Culture

Now List 2021: Mimi Zhu Is the Artist-Organizer Who Knows the Power of the Written Word


 

This year, them. is honoring Mimi Zhu as part of our annual Now List, our awards for LGBTQ+ visionaries. Read more about our honorees here.

Mimi Zhu and I met the same way that most of us queer Asian creatives do: social media. It was March 2018; I had posted a rambling, typed-out reflection onto my Instagram stories about how I was feeling blocked as a writer struggling with navigating institutions, and they replied saying that they loved it. In my moment of vulnerability, I wasn’t necessarily seeking any sort of pity or affirmation, but Mimi’s response was exactly what I needed at the time: another writer, who was facing similar challenges as I was, telling me that my outpouring of emotions actually mattered.

Since then, I’ve had the honor of being able to see Mimi’s star rise firsthand, as someone in their orbit of friends. Their ascent as a queer Chinese Australian writer, multidisciplinary artist, and organizer, who just received their first major book deal without any institutional support, is nothing short of astronomical. I still remember reading their first 2017 essay for Vice, about the times they’ve heard the word “chink” in their life (including an instance it was uttered by an abusive ex-lover). I was in awe that they could even unpack their violent trauma to eventually stand in their strength, saying that they refuse to “carry the weight” of the word.

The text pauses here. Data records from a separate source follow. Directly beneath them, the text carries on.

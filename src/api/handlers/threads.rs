use axum::extract::{Path, State};
use axum::http::StatusCode;
use axum::Json;
use serde::{Deserialize, Serialize};
use std::sync::Arc;

use super::{page_link, PageLinkResponse};
use crate::actor::UserId;
use crate::api::actor::RequestActor;
use crate::api::response::{ApiError, AppJson, JSend};
use crate::config::ForumConfig;
use crate::forum::{FlagChange, ThreadSummary};
use crate::page_store::{PageId, PageRef};
use crate::AppState;

// ============================================================================
// Types
// ============================================================================

#[derive(Debug, Serialize)]
pub struct ThreadResponse {
    pub id: PageId,
    pub title: String,
    pub subject: String,
    pub url: String,
    pub created: Option<String>,
    pub creator: Option<UserId>,
    pub last_reply: Option<String>,
    pub last_reply_user: Option<UserId>,
    pub locked: bool,
    pub sticky: bool,
}

#[derive(Debug, Serialize)]
pub struct ThreadDetailResponse {
    #[serde(flatten)]
    pub thread: ThreadResponse,
    pub forum: Option<PageLinkResponse>,
}

#[derive(Debug, Serialize)]
pub struct ReplyResponse {
    pub thread_id: PageId,
    pub title: String,
    pub url: String,
    pub timestamp: String,
}

#[derive(Debug, Serialize)]
pub struct LockResponse {
    pub id: PageId,
    pub title: String,
    pub locked: bool,
}

#[derive(Debug, Serialize)]
pub struct StickyResponse {
    pub id: PageId,
    pub title: String,
    pub sticky: bool,
}

#[derive(Debug, Deserialize)]
pub struct ReplyRequest {
    #[serde(default)]
    pub body: String,
}

/// An omitted flag flips the current value.
#[derive(Debug, Deserialize)]
pub struct LockRequest {
    #[serde(default)]
    pub locked: Option<bool>,
}

#[derive(Debug, Deserialize)]
pub struct StickyRequest {
    #[serde(default)]
    pub sticky: Option<bool>,
}

// ============================================================================
// Handlers
// ============================================================================

pub async fn get_thread(
    State(state): State<Arc<AppState>>,
    Path(thread_id): Path<PageId>,
) -> Result<Json<JSend<ThreadDetailResponse>>, ApiError> {
    let detail = state.service.get_thread(thread_id).await?;
    let config = &state.config.forum;

    Ok(JSend::success(ThreadDetailResponse {
        thread: thread_to_response(config, &detail.summary),
        forum: detail.forum.map(|forum| {
            page_link(
                config,
                &PageRef {
                    id: forum.id,
                    title: forum.title,
                },
            )
        }),
    }))
}

pub async fn reply(
    State(state): State<Arc<AppState>>,
    Path(thread_id): Path<PageId>,
    RequestActor(actor): RequestActor,
    AppJson(req): AppJson<ReplyRequest>,
) -> Result<(StatusCode, Json<JSend<ReplyResponse>>), ApiError> {
    let receipt = state.service.reply(&actor, thread_id, &req.body).await?;
    let link = page_link(&state.config.forum, &receipt.thread);

    Ok(JSend::created(ReplyResponse {
        thread_id: link.id,
        title: link.title,
        url: link.url,
        timestamp: receipt.timestamp.to_rfc3339(),
    }))
}

pub async fn set_lock(
    State(state): State<Arc<AppState>>,
    Path(thread_id): Path<PageId>,
    RequestActor(actor): RequestActor,
    AppJson(req): AppJson<LockRequest>,
) -> Result<Json<JSend<LockResponse>>, ApiError> {
    let FlagChange { thread, value } = state
        .service
        .set_locked(&actor, thread_id, req.locked)
        .await?;

    Ok(JSend::success(LockResponse {
        id: thread.id,
        title: thread.title.prefixed_text(),
        locked: value,
    }))
}

pub async fn set_sticky(
    State(state): State<Arc<AppState>>,
    Path(thread_id): Path<PageId>,
    RequestActor(actor): RequestActor,
    AppJson(req): AppJson<StickyRequest>,
) -> Result<Json<JSend<StickyResponse>>, ApiError> {
    let FlagChange { thread, value } = state
        .service
        .set_sticky(&actor, thread_id, req.sticky)
        .await?;

    Ok(JSend::success(StickyResponse {
        id: thread.id,
        title: thread.title.prefixed_text(),
        sticky: value,
    }))
}

// ============================================================================
// Helpers
// ============================================================================

pub(super) fn thread_to_response(config: &ForumConfig, thread: &ThreadSummary) -> ThreadResponse {
    ThreadResponse {
        id: thread.id,
        title: thread.title.prefixed_text(),
        subject: thread.subject.clone(),
        url: config.page_url(&thread.title.prefixed_db_key()),
        created: thread.created.map(|t| t.to_rfc3339()),
        creator: thread.creator,
        last_reply: thread.last_reply.map(|t| t.to_rfc3339()),
        last_reply_user: thread.last_reply_user,
        locked: thread.locked,
        sticky: thread.sticky,
    }
}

Even back then, the intention of their work was clear: Writing is one of the most potent tools for transformation and healing that you can harness. Once you get the words out on the page (or in the notes app), you can clearly see yourself. Once you share them with others, they can see where they are in relation to your truth. Then the cycle of reflection begins once more. Through their unabashedness in sharing their reflections, their commitment to community, and savvy approach to social media (while still acknowledging its limitations), Mimi has forged their own path to “success” without compromising their sense of self that is always in a state of growth and change. “These institutions never supported me in the first place,” Mimi tells me when we catch up in May. “They never even wanted to investigate or understand who I was. It took very grassroots and DIY sharing to be able to have my writing read at all.”

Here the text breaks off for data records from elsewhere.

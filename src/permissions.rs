//! Per-forum, per-action permission rules.
//!
//! Rules are keyed by prefixed forum title (`Forum:Announcements`) or the `default`
//! sentinel. Resolution: exact forum, then `default`, then `{user}`.

use std::collections::HashMap;
use std::fmt;

use serde::{Deserialize, Serialize};

use crate::actor::Actor;

pub const DEFAULT_RULE_KEY: &str = "default";

#[derive(Debug, Clone, Copy, PartialEq, Eq, Hash, Serialize, Deserialize)]
#[serde(rename_all = "lowercase")]
pub enum ForumAction {
    Create,
    Reply,
}

impl fmt::Display for ForumAction {
    fn fmt(&self, f: &mut fmt::Formatter<'_>) -> fmt::Result {
        match self {
            ForumAction::Create => f.write_str("create"),
            ForumAction::Reply => f.write_str("reply"),
        }
    }
}

/// Who a rule admits. Anything other than `*` and `user` names a group.
#[derive(Debug, Clone, PartialEq, Eq, Hash, Serialize, Deserialize)]
#[serde(from = "String", into = "String")]
pub enum SubjectToken {
    Anyone,
    User,
    Group(String),
}

impl From<String> for SubjectToken {
    fn from(token: String) -> Self {
        match token.as_str() {
            "*" => SubjectToken::Anyone,
            "user" => SubjectToken::User,
            _ => SubjectToken::Group(token),
        }
    }
}

impl From<&str> for SubjectToken {
    fn from(token: &str) -> Self {
        SubjectToken::from(token.to_string())
    }
}

impl From<SubjectToken> for String {
    fn from(token: SubjectToken) -> Self {
        match token {
            SubjectToken::Anyone => "*".to_string(),
            SubjectToken::User => "user".to_string(),
            SubjectToken::Group(name) => name,
        }
    }
}

/// `{ "<forum or default>": { "<action>": ["<token>", ...] } }`
#[derive(Debug, Clone, Default, PartialEq, Serialize, Deserialize)]
#[serde(transparent)]
pub struct PermissionRules(HashMap<String, HashMap<ForumAction, Vec<SubjectToken>>>);

impl PermissionRules {
    pub fn from_json(json: &str) -> Result<Self, serde_json::Error> {
        serde_json::from_str(json)
    }

    pub fn with_rule<I, T>(mut self, forum: &str, action: ForumAction, tokens: I) -> Self
    where
        I: IntoIterator<Item = T>,
        T: Into<SubjectToken>,
    {
        self.0
            .entry(forum.to_string())
            .or_default()
            .insert(action, tokens.into_iter().map(Into::into).collect());
        self
    }

    fn lookup(&self, key: &str, action: ForumAction) -> Option<&[SubjectToken]> {
        self.0
            .get(key)
            .and_then(|actions| actions.get(&action))
            .map(Vec::as_slice)
    }
}

const FALLBACK_RULE: &[SubjectToken] = &[SubjectToken::User];

#[derive(Debug, Clone, Default)]
pub struct PermissionPolicy {
    rules: PermissionRules,
}

impl PermissionPolicy {
    pub fn new(rules: PermissionRules) -> Self {
        Self { rules }
    }

    /// The token set governing `action` in `forum` after fallback.
    pub fn resolve(&self, forum: &str, action: ForumAction) -> &[SubjectToken] {
        self.rules
            .lookup(forum, action)
            .or_else(|| self.rules.lookup(DEFAULT_RULE_KEY, action))
            .unwrap_or(FALLBACK_RULE)
    }

    /// Whether `actor` may perform `action` in the forum whose prefixed title is `forum`.
    pub fn can_perform(&self, actor: &Actor, forum: &str, action: ForumAction) -> bool {
        let tokens = self.resolve(forum, action);

        if tokens.contains(&SubjectToken::Anyone) {
            return true;
        }
        if !actor.is_registered() {
            return false;
        }
        if tokens.contains(&SubjectToken::User) {
            return true;
        }

        // Group tokens are accepted in configuration but do not grant anything yet.
        if tokens.iter().any(|t| matches!(t, SubjectToken::Group(_))) {
            tracing::debug!(
                forum,
                action = %action,
                "group-only rule denies; group matching is not evaluated"
            );
        }
        false
    }
}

Over the years, I’ve seen Mimi pursue all facets of their artistry, with the generosity of their expression never falling short. After we met, they’ve made an entire EP and musical film with a group of friends under the name ZoomBug, hosted writing workshops for people to hold each other in their struggles, and launched their ongoing newsletter “Write to Heal” — a continual mantra for their work and a constant effort to help others harness the power of the pen for themselves.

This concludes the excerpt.